Source: United Nations Cybershoolbus Document, Apple, Facebook | Graph by Brand Nexus

CONSUMER CHANGES AS FAST

Consumers change at an equal rate of the changes in the environment, adapting to survive, or to simply, live a better life. This has reduced the product lifecycle, in other words, the time that goes from launch to withdrawal of the product from the market*. (Footnote: *Author’s note: product is used throughout in this article in the wider possible sense, standing for product, service and augmented product). When presented with a new product that satisfies their needs, consumers change to the new and better alternative.

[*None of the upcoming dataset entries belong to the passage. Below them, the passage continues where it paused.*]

//! Arena management.
//!
//! An arena is a contiguous, word-aligned memory region owned by the GC and
//! subdivided into objects by the allocator. Arenas are immutable in start
//! and size after creation and are only released when the GC is torn down.

use std::alloc::{self, Layout};
use std::ptr::NonNull;

use crate::object::{MIN_OBJECT_WORDS, WORD_SIZE, Word};

/// Arena alignment in bytes: two words, so the low bit of every object
/// pointer is guaranteed clear (string-context tagging relies on it).
pub const ARENA_ALIGN: usize = 2 * WORD_SIZE;

/// Saturation point for arena growth, in words. Kept far below the address
/// space limit so word-to-byte conversions can never overflow.
pub const MAX_ARENA_WORDS: usize = usize::MAX / (4 * WORD_SIZE);

/// Next arena size after one of `words`: grows by 1.5x, saturating at
/// [`MAX_ARENA_WORDS`] instead of wrapping.
#[inline]
pub fn next_arena_words(words: usize) -> usize {
    (words.saturating_mul(3) / 2).min(MAX_ARENA_WORDS)
}

/// A contiguous region of `words` words obtained from the system allocator.
pub struct Arena {
    start: NonNull<Word>,
    words: usize,
}

impl Arena {
    /// Allocate an arena of `words` words. Aborts via
    /// [`alloc::handle_alloc_error`] if the system allocator refuses.
    pub fn new(words: usize) -> Self {
        assert!(words >= MIN_OBJECT_WORDS, "arena below the minimum object size");
        assert!(words <= MAX_ARENA_WORDS, "arena beyond the growth saturation point");
        let layout = Self::layout(words);
        // SAFETY: the layout has non-zero size.
        let ptr = unsafe { alloc::alloc(layout) } as *mut Word;
        let Some(start) = NonNull::new(ptr) else {
            alloc::handle_alloc_error(layout);
        };
        Arena { start, words }
    }

    fn layout(words: usize) -> Layout {
        Layout::from_size_align(words * WORD_SIZE, ARENA_ALIGN).expect("arena layout")
    }

    /// First word of the arena.
    #[inline]
    pub fn start(&self) -> *mut Word {
        self.start.as_ptr()
    }

    /// One past the last word of the arena.
    #[inline]
    pub fn end(&self) -> *mut Word {
        // SAFETY: start..start+words is the allocation we own.
        unsafe { self.start.as_ptr().add(self.words) }
    }

    /// Size in words.
    #[inline]
    pub fn words(&self) -> usize {
        self.words
    }

    /// True if `p` points inside this arena.
    #[inline]
    pub fn contains(&self, p: *const u8) -> bool {
        let addr = p as usize;
        addr >= self.start.as_ptr() as usize && addr < self.end() as usize
    }
}

impl Drop for Arena {
    fn drop(&mut self) {
        // SAFETY: allocated in new() with the identical layout.
        unsafe { alloc::dealloc(self.start.as_ptr() as *mut u8, Self::layout(self.words)) };
    }
}

#[cfg(test)]
mod tests {
    use super::*;

    #[test]
    fn test_arena_alignment() {
        let arena = Arena::new(64);
        assert_eq!(arena.start() as usize % ARENA_ALIGN, 0);
        assert_eq!(arena.words(), 64);
    }

    #[test]
    fn test_arena_contains() {
        let arena = Arena::new(16);
        let start = arena.start() as *const u8;
        assert!(arena.contains(start));
        // SAFETY: in-bounds offsets of the arena allocation.
        assert!(arena.contains(unsafe { start.add(16 * WORD_SIZE - 1) }));
        assert!(!arena.contains(unsafe { start.add(16 * WORD_SIZE) }));
        assert!(!arena.contains(std::ptr::null()));
    }

    #[test]
    fn test_growth_saturates() {
        assert_eq!(next_arena_words(32), 48);
        assert_eq!(next_arena_words(48), 72);
        assert_eq!(next_arena_words(usize::MAX / 2), MAX_ARENA_WORDS);
        assert_eq!(next_arena_words(MAX_ARENA_WORDS), MAX_ARENA_WORDS);
    }
}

The changing environment and the consumer within are the reasons why organizations need to be in constant ‘alert mode’ monitoring the new technological advances that may help them meet customer needs in a profitable way. Organizations can either improve efficiency obtaining increased margins, orimprove efficacy obtaining increased loyalty, or met latent needs that no other company can address creating a new market. You might already have guessed that what I am describing here is Incremental and Game-Changing Innovation. Aiming for either type, organizations must always start with consumer needs and then choose the technology or the business model that better address them.

Pace of Change

A quick and critically important note, organizations or products will never create a need! At the most, they will address a need which the consumer could not previously articulate, but he had it in either an established or latent way in his ‘needs portfolio’. On the other hand, Consumer needs do not really change, although they may evolve. Needs are met in different ways by new products. A quick example: we ‘need’ to keep memories of the best moments we experience. That need, used to be met by the usage of photo cameras. Over time, most of us eventually ditch the photo cameras and start using our mobile phones which have a camera. We also ditch the Polaroid instant photos and substitute it for “.jpgs” in the cloud. They address the same need, but with a different product: camera versus mobile phones | photos versus jpgs | hardcopies versus digital files.

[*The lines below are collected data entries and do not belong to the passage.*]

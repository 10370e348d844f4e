//! Object layout: the one-word header, the tag dictionary, and the per-tag
//! size and trace functions that drive the collector.
//!
//! Every heap object begins with a [`Header`] packing the tag, the mark bit
//! and a tag-dependent `misc` field into a single word. The collector walks
//! and traces objects exclusively through [`object_words`] and
//! [`trace_children`]; it never interprets payloads beyond what the tag
//! dictionary prescribes.

use std::cell::Cell;

/// Allocation unit. All object sizes in this crate are counted in words,
/// never bytes.
pub type Word = usize;

/// Size of one [`Word`] in bytes.
pub const WORD_SIZE: usize = std::mem::size_of::<Word>();

/// Smallest object the allocator will produce: a header plus one payload
/// word. Free blocks below this size cannot carry a list link and are never
/// created.
pub const MIN_OBJECT_WORDS: usize = 2;

/// Total size of a value-family object: header plus two payload words.
pub const VALUE_WORDS: usize = 3;

/// Payload words of a value-family object.
pub const VALUE_PAYLOAD_WORDS: usize = VALUE_WORDS - 1;

/// Object type tags.
///
/// The value family occupies a contiguous discriminant range with `Int`
/// first and `Float` last; [`Tag::is_value`] tests membership with a single
/// range check and the size dictionary assigns the whole range one fixed
/// size.
#[repr(u8)]
#[derive(Debug, Clone, Copy, PartialEq, Eq)]
pub enum Tag {
    /// An unallocated span. Carries its length in `misc` and a free-list
    /// link in payload word 0. Reaching one during tracing is a fatal bug.
    Free = 0,

    // Container family: variable-sized.
    /// Attribute-set table: `misc` attributes of two words each (name word,
    /// value pointer).
    Bindings = 1,
    /// Out-of-line pointer array: `misc` element pointers.
    ValueList = 2,
    /// Lexical environment frame: an `up` pointer plus `misc` value slots.
    Env = 3,
    /// Environment frame for a `with` whose attribute set is still an
    /// unevaluated expression. Only the `up` pointer is an out-edge.
    WithExprEnv = 4,
    /// Environment frame for an evaluated `with`: `up` plus the attribute
    /// set pointer in slot 0.
    WithAttrsEnv = 5,
    /// Variable-length character payload; `misc` is the byte length.
    String = 6,
    /// String-context payload of `misc` words. No out-edges.
    Context = 7,

    // Value family: one header plus a fixed two-word payload.
    /// Integer value.
    Int = 8,
    /// Boolean value.
    Bool = 9,
    /// Null value.
    Null = 10,
    /// Short string stored inline in the payload words; `misc` is the byte
    /// length.
    ShortString = 11,
    /// String with static storage duration; the payload holds a borrowed
    /// address that is not an out-edge.
    StaticString = 12,
    /// Heap string: payload word 0 points at a [`Tag::String`] body, word 1
    /// is a [`StringContext`] encoding.
    LongString = 13,
    /// Filesystem path; payload word 0 points at a [`Tag::String`] body.
    Path = 14,
    /// Attribute set; payload word 0 points at a [`Tag::Bindings`] table.
    Attrs = 15,
    /// Empty list.
    List0 = 16,
    /// One-element list stored inline.
    List1 = 17,
    /// Two-element list stored inline.
    List2 = 18,
    /// List of three or more elements; payload word 0 points at a
    /// [`Tag::ValueList`].
    ListN = 19,
    /// Unevaluated thunk: payload word 0 is the captured environment, word 1
    /// the expression (not an out-edge).
    Thunk = 20,
    /// Thunk currently under evaluation; same layout as [`Tag::Thunk`].
    Blackhole = 21,
    /// Function application: payload words 0 and 1 are the operands.
    App = 22,
    /// Partial primop application; same layout as [`Tag::App`].
    PrimOpApp = 23,
    /// Lambda value: payload word 0 is the captured environment, word 1 the
    /// function body (not an out-edge).
    Lambda = 24,
    /// Builtin function. Deliberately untraced: a primop that owns heap
    /// state must keep it alive through a root or give it static lifetime.
    PrimOp = 25,
    /// Floating-point value. Must stay the last value-family discriminant.
    Float = 26,
}

impl Tag {
    /// Decode a tag from its raw discriminant.
    pub fn from_u8(v: u8) -> Option<Self> {
        Some(match v {
            0 => Tag::Free,
            1 => Tag::Bindings,
            2 => Tag::ValueList,
            3 => Tag::Env,
            4 => Tag::WithExprEnv,
            5 => Tag::WithAttrsEnv,
            6 => Tag::String,
            7 => Tag::Context,
            8 => Tag::Int,
            9 => Tag::Bool,
            10 => Tag::Null,
            11 => Tag::ShortString,
            12 => Tag::StaticString,
            13 => Tag::LongString,
            14 => Tag::Path,
            15 => Tag::Attrs,
            16 => Tag::List0,
            17 => Tag::List1,
            18 => Tag::List2,
            19 => Tag::ListN,
            20 => Tag::Thunk,
            21 => Tag::Blackhole,
            22 => Tag::App,
            23 => Tag::PrimOpApp,
            24 => Tag::Lambda,
            25 => Tag::PrimOp,
            26 => Tag::Float,
            _ => return None,
        })
    }

    /// True for the fixed-layout value family (`Int..=Float`).
    #[inline]
    pub fn is_value(self) -> bool {
        (Tag::Int as u8..=Tag::Float as u8).contains(&(self as u8))
    }
}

THE ULTIMATE KPI: PROFITABLE SALES

Whatever companies do, the ultimate criteria for success is sales. Sales mean the Consumer paid a price for a product he understands will satisfy his needs — either better, cheaper, or in a new way he did not previously consider possible. In other words, the organization through the product created value that was acknowledged and paid a price by the Consumer.

CUSTOMER CENTRICITY — CUSTOMER AS THE HOLISTIC FOCUS

“Customer centricity is sometimes used as a catchall term for talking about customer feedback or customer satisfaction results, but making people happy is only one part of the equation. To have sustained success, companies must understand current customer needs and wants, and ensure that there are the right internal and customer-facing strategies, processes and marketing initiatives to satisfy them.”

Emilie Kroner

Customer Centricity is critical. It allows companies to stay relevant, and profit, from addressing the consumer’s needs, though staying in business for the long-run. As a concept, this is pretty much straightforward. Its implementation is the problem. From information in silos, to office politics, to personal egos, all play a role in diverging from focusing on the consumer.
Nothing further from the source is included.